Harry Shapiro rappelle dans un très bel article de Classic Rock que de rejoindre Jack Bruce et Ginger Baker fut pour Gary Moore inespéré - A dream come true - Mais le rêve n’allait pas durer longtemps - It was over almost as soon as it began - Comme un rêve. Déjà fini alors que ça vient juste de commencer. Pfffuiittt, plus rien. Back to reality.
En 1993, Jack Bruce lui passe un coup de fil :
— I’m in trouble, Gary. Mon guitariste Blues Saraceno vient de me lâcher pour aller jouer avec Poison, et j’ai des dates bookées à Esslingen, en Allemagne. Steve Topping peut jouer le premier soir, mais pas le deuxième. Ça t’intéresse ?
— Oh oui Jack !
Le concert d’Esslingen se passe si bien que Gary pose la question fatale à Jack :
— Je vais enregistrer mon prochain album solo. Ça te dirait Jack de composer des trucs avec moi ?
— Oh oui Gary !
Puis Jack fête ses 50 ans sur scène à Cologne et il invite tous ses vieux potes, Dick Heckstall-Smith, Pete Brown, Clem Clempson, Gary Husband et Ginger Baker.
— Si tu veux venir, tu es le bienvenu, Gary.
— Oh merci Jack !
Et il se retrouve dans les godasses d’Eric Clapton à jouer «NSU» sur scène avec Ginger et Jack. Ils enchaînent avec «Sitting On Top Of The World», «Politician», «Spoonful» et «White Room», la crème de la Cream. Boostés par ce concert, Jack et Gary composent d’arrache-pied : «City of Gold», «I’m In The Wings» et «Can’t Fool The Blues». Quand Jack suggère à Gary de faire appel à Ginger pour enregistrer les nouveaux cuts, Gary avale son thé de travers :
— T’es vraiment sûr, Jack ?
— Oh oui, Gary !
Le monde entier connaît la relation d’amour/haine qu’entretiennent Jack et Ginger.
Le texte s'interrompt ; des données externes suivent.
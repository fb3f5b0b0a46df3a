use std::collections::HashMap;

use log::debug;
use serde::{Deserialize, Serialize};

use crate::error::{Error, Result};

pub const YOUTUBE_API_BASE_URL: &str = "https://www.googleapis.com/youtube/v3";

/// Candidates requested from the search endpoint before caption filtering
const SEARCH_CANDIDATES: &str = "10";
/// Returned result ceiling after filtering
const MAX_RESULTS: usize = 5;

/// A search hit confirmed to carry captions
#[derive(Debug, Clone, Serialize)]
pub struct VideoSearchResult {
    pub id: String,
    pub title: String,
    pub description: String,
    pub thumbnail_url: String,
    pub channel_title: String,
    pub published_at: String,
    pub url: String,
}

#[derive(Debug, Deserialize)]
struct SearchResponse {
    #[serde(default)]
    items: Vec<SearchItem>,
}

#[derive(Debug, Deserialize)]
struct SearchItem {
    id: SearchItemId,
}

#[derive(Debug, Deserialize)]
struct SearchItemId {
    #[serde(rename = "videoId")]
    video_id: Option<String>,
}

#[derive(Debug, Deserialize)]
struct DetailsResponse {
    #[serde(default)]
    items: Vec<DetailsItem>,
}

#[derive(Debug, Deserialize)]
struct DetailsItem {
    id: String,
    #[serde(rename = "contentDetails")]
    content_details: ContentDetails,
    #[serde(default)]
    snippet: Snippet,
}

#[derive(Debug, Deserialize)]
struct ContentDetails {
    // The API reports this flag as the string "true"/"false"
    #[serde(default)]
    caption: String,
}

#[derive(Debug, Default, Deserialize)]
struct Snippet {
    #[serde(default)]
    title: String,
    #[serde(default)]
    description: String,
    #[serde(default)]
    thumbnails: Thumbnails,
    #[serde(rename = "channelTitle", default)]
    channel_title: String,
    #[serde(rename = "publishedAt", default)]
    published_at: String,
}

#[derive(Debug, Default, Deserialize)]
struct Thumbnails {
    medium: Option<Thumbnail>,
}

#[derive(Debug, Deserialize)]
struct Thumbnail {
    url: String,
}

/// Keyword search filtered to videos whose caption flag is true
pub struct SearchClient {
    client: reqwest::Client,
    api_key: String,
    base_url: String,
}

impl SearchClient {
    pub fn new(client: reqwest::Client, api_key: impl Into<String>) -> Self {
        Self {
            client,
            api_key: api_key.into(),
            base_url: YOUTUBE_API_BASE_URL.into(),
        }
    }

    pub fn with_base_url(mut self, url: impl Into<String>) -> Self {
        self.base_url = url.into();
        self
    }

    /// Return up to 5 videos matching the query that are confirmed to carry
    /// captions, in search ranking order. An empty result set is a valid
    /// outcome, not an error.
    pub async fn search_captioned(&self, query: &str) -> Result<Vec<VideoSearchResult>> {
        let query = query.trim();
        if query.is_empty() {
            return Err(Error::MissingQuery);
        }

        debug!("Searching for captioned videos: {query}");

        let search: SearchResponse = self
            .get(
                "search",
                &[
                    ("part", "snippet"),
                    ("type", "video"),
                    ("q", query),
                    ("maxResults", SEARCH_CANDIDATES),
                ],
            )
            .await?;

        let ranked_ids: Vec<String> = search
            .items
            .into_iter()
            .filter_map(|item| item.id.video_id)
            .collect();

        if ranked_ids.is_empty() {
            return Ok(Vec::new());
        }

        let details: DetailsResponse = self
            .get(
                "videos",
                &[
                    ("part", "contentDetails,snippet"),
                    ("id", &ranked_ids.join(",")),
                ],
            )
            .await?;

        let results = filter_captioned(&ranked_ids, details.items);
        debug!("{} of {} candidates carry captions", results.len(), ranked_ids.len());

        Ok(results)
    }

    async fn get<T: serde::de::DeserializeOwned>(&self, path: &str, params: &[(&str, &str)]) -> Result<T> {
        let resp = self
            .client
            .get(format!("{}/{path}", self.base_url))
            .query(params)
            .query(&[("key", self.api_key.as_str())])
            .send()
            .await?;

        if !resp.status().is_success() {
            return Err(Error::Upstream(format!("YouTube API error: {}", resp.status())));
        }

        Ok(resp.json().await?)
    }
}

/// Keep only candidates whose caption flag is literally "true", preserving
/// the search ranking order, truncated to [`MAX_RESULTS`].
fn filter_captioned(ranked_ids: &[String], details: Vec<DetailsItem>) -> Vec<VideoSearchResult> {
    let mut captioned: HashMap<String, DetailsItem> = details
        .into_iter()
        .filter(|d| d.content_details.caption == "true")
        .map(|d| (d.id.clone(), d))
        .collect();

    ranked_ids
        .iter()
        .filter_map(|id| captioned.remove(id))
        .map(|d| VideoSearchResult {
            url: format!("https://www.youtube.com/watch?v={}", d.id),
            id: d.id,
            title: d.snippet.title,
            description: d.snippet.description,
            thumbnail_url: d.snippet.thumbnails.medium.map(|t| t.url).unwrap_or_default(),
            channel_title: d.snippet.channel_title,
            published_at: d.snippet.published_at,
        })
        .take(MAX_RESULTS)
        .collect()
}

#[cfg(test)]
mod tests {
    use super::*;

    fn detail(id: &str, caption: &str, title: &str) -> DetailsItem {
        serde_json::from_value(serde_json::json!({
            "id": id,
            "contentDetails": { "caption": caption },
            "snippet": {
                "title": title,
                "description": format!("about {title}"),
                "thumbnails": { "medium": { "url": format!("https://i.ytimg.com/vi/{id}/mqdefault.jpg") } },
                "channelTitle": "Test Channel",
                "publishedAt": "2024-01-01T00:00:00Z"
            }
        }))
        .unwrap()
    }

    fn ids(values: &[&str]) -> Vec<String> {
        values.iter().map(|s| s.to_string()).collect()
    }

    #[test]
    fn test_filter_keeps_only_captioned() {
        let ranked = ids(&["a", "b", "c"]);
        let details = vec![
            detail("a", "true", "first"),
            detail("b", "false", "second"),
            detail("c", "true", "third"),
        ];

        let results = filter_captioned(&ranked, details);
        let kept: Vec<&str> = results.iter().map(|r| r.id.as_str()).collect();
        assert_eq!(kept, vec!["a", "c"]);
    }

    #[test]
    fn test_filter_preserves_search_ranking() {
        // Details come back in a different order than the search ranking
        let ranked = ids(&["x", "y", "z"]);
        let details = vec![
            detail("z", "true", "last"),
            detail("x", "true", "first"),
            detail("y", "true", "middle"),
        ];

        let results = filter_captioned(&ranked, details);
        let kept: Vec<&str> = results.iter().map(|r| r.id.as_str()).collect();
        assert_eq!(kept, vec!["x", "y", "z"]);
    }

    #[test]
    fn test_filter_caps_at_five() {
        let ranked: Vec<String> = (0..10).map(|i| format!("video{i:05}")).collect();
        let details: Vec<DetailsItem> = ranked.iter().map(|id| detail(id, "true", id)).collect();

        let results = filter_captioned(&ranked, details);
        assert_eq!(results.len(), 5);
        assert_eq!(results[0].id, "video00000");
        assert_eq!(results[4].id, "video00004");
    }

    #[test]
    fn test_filter_skips_candidates_without_details() {
        let ranked = ids(&["a", "b"]);
        let details = vec![detail("b", "true", "only b")];

        let results = filter_captioned(&ranked, details);
        assert_eq!(results.len(), 1);
        assert_eq!(results[0].id, "b");
    }

    #[test]
    fn test_filter_all_uncaptioned_is_empty() {
        let ranked = ids(&["a", "b"]);
        let details = vec![detail("a", "false", "a"), detail("b", "false", "b")];
        assert!(filter_captioned(&ranked, details).is_empty());
    }

    #[test]
    fn test_result_fields_come_from_details_snippet() {
        let ranked = ids(&["abc"]);
        let results = filter_captioned(&ranked, vec![detail("abc", "true", "A Title")]);

        let r = &results[0];
        assert_eq!(r.title, "A Title");
        assert_eq!(r.url, "https://www.youtube.com/watch?v=abc");
        assert_eq!(r.thumbnail_url, "https://i.ytimg.com/vi/abc/mqdefault.jpg");
        assert_eq!(r.channel_title, "Test Channel");
        assert_eq!(r.published_at, "2024-01-01T00:00:00Z");
    }

    #[tokio::test]
    async fn test_blank_query_is_missing_query() {
        let client = SearchClient::new(reqwest::Client::new(), "key");
        let err = client.search_captioned("   ").await.unwrap_err();
        assert!(matches!(err, Error::MissingQuery));
    }
}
Les voir tous les deux monter sur scène un soir, ça passe encore, mais de là à rester plusieurs jours de suite dans un studio, c’est une autre histoire. On ne peut donc plus parler d’album solo de Gary Moore, avec Jack et Ginger dans les parages. Ça devient le projet d’un groupe à part entière, il faut donc un contrat. On peut même parler de super-groupe. Alors, il faut aussi un nom. Ils sortent des trucs comme Rocking Horse, Mega Bite, Herbal Remedy, Piece Of Cake, Thrilled To Bits et Expanding Universe. Ça se termine avec BBM.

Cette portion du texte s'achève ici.